AVAILABLE RECORDS →

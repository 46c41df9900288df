use std::path::{Path, PathBuf};

use anyhow::{Context, Result};
use tracing::{debug, info};

/// Find the closest .env file, searching from `start` up to the filesystem root.
pub fn find_dotenv(start: &Path) -> Option<PathBuf> {
    start
        .ancestors()
        .map(|dir| dir.join(".env"))
        .find(|path| path.is_file())
}

/// Load the closest .env file above the current working directory, if any.
///
/// A missing file is not an error: every setting can also come from the
/// process environment.
pub fn load_dotenv_from_ancestors() -> Result<Option<PathBuf>> {
    let cwd = std::env::current_dir().context("Failed to get current directory")?;

    let Some(env_path) = find_dotenv(&cwd) else {
        debug!(cwd = %cwd.display(), "No .env file found");
        return Ok(None);
    };

    dotenvy::from_path(&env_path)
        .with_context(|| format!("Failed to load .env from {}", env_path.display()))?;
    info!("Loaded .env from {}", env_path.display());
    Ok(Some(env_path))
}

EXERCISE AIM →
An exact copy of every record above is what's needed here.

REPLY TO THE EXERCISE →
repository 46c41df9900288df
use std::path::{Path, PathBuf};

use anyhow::{Context, Result};
use tracing::{debug, info};

/// Find the closest .env file, searching from `start` up to the filesystem root.
pub fn find_dotenv(start: &Path) -> Option<PathBuf> {
    start
        .ancestors()
        .map(|dir| dir.join(".env"))
        .find(|path| path.is_file())
}

/// Load the closest .env file above the current working directory, if any.
///
/// A missing file is not an error: every setting can also come from the
/// process environment.
pub fn load_dotenv_from_ancestors() -> Result<Option<PathBuf>> {
    let cwd = std::env::current_dir().context("Failed to get current directory")?;

    let Some(env_path) = find_dotenv(&cwd) else {
        debug!(cwd = %cwd.display(), "No .env file found");
        return Ok(None);
    };

    dotenvy::from_path(&env_path)
        .with_context(|| format!("Failed to load .env from {}", env_path.display()))?;
    info!("Loaded .env from {}", env_path.display());
    Ok(Some(env_path))
}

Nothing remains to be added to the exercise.